• **Exercise**
Would you copy every line of the listing below that includes the word "FetchOutcome"?

#####

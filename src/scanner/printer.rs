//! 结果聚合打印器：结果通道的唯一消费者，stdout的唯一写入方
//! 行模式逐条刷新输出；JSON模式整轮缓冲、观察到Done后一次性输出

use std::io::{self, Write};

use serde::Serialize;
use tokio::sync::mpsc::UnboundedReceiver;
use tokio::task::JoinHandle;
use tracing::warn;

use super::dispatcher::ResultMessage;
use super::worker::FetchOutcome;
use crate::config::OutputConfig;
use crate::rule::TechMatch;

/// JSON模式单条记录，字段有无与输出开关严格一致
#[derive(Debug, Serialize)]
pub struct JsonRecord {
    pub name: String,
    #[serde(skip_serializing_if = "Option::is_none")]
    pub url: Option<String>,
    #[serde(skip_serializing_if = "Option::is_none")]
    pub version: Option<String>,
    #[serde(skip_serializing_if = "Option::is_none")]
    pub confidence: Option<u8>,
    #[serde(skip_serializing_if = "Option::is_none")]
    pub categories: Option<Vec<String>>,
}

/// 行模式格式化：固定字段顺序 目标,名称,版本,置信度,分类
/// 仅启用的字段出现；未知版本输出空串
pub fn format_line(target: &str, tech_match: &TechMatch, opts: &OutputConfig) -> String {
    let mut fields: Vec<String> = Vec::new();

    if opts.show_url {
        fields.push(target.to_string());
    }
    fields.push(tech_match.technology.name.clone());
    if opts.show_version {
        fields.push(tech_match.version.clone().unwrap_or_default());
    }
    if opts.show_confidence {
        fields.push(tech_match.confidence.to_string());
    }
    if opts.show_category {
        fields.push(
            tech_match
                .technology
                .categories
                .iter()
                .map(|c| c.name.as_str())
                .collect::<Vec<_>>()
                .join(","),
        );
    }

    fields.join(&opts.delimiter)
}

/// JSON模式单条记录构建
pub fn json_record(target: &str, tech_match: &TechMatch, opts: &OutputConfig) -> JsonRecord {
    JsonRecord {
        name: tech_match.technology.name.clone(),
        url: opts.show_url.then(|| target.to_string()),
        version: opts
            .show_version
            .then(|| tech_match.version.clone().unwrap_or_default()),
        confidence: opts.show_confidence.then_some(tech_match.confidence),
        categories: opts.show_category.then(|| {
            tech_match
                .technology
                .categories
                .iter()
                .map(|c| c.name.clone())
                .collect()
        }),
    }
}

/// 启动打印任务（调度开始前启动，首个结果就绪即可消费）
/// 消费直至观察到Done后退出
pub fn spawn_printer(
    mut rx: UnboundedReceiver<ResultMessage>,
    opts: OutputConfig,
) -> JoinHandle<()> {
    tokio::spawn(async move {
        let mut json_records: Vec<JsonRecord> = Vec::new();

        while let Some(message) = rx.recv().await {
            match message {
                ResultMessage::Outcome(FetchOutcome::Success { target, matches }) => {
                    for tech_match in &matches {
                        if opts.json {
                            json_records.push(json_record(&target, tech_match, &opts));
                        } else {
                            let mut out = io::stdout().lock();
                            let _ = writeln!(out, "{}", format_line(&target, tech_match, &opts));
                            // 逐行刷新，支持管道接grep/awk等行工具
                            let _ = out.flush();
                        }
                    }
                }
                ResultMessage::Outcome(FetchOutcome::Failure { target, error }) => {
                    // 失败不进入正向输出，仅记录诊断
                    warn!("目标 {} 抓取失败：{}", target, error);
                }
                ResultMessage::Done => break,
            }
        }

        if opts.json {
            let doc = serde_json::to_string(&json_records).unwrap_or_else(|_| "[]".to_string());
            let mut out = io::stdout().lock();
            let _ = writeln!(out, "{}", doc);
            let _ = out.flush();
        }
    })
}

#####

• **Reply to the exercise**
use super::worker::FetchOutcome;
                ResultMessage::Outcome(FetchOutcome::Success { target, matches }) => {
                ResultMessage::Outcome(FetchOutcome::Failure { target, error }) => {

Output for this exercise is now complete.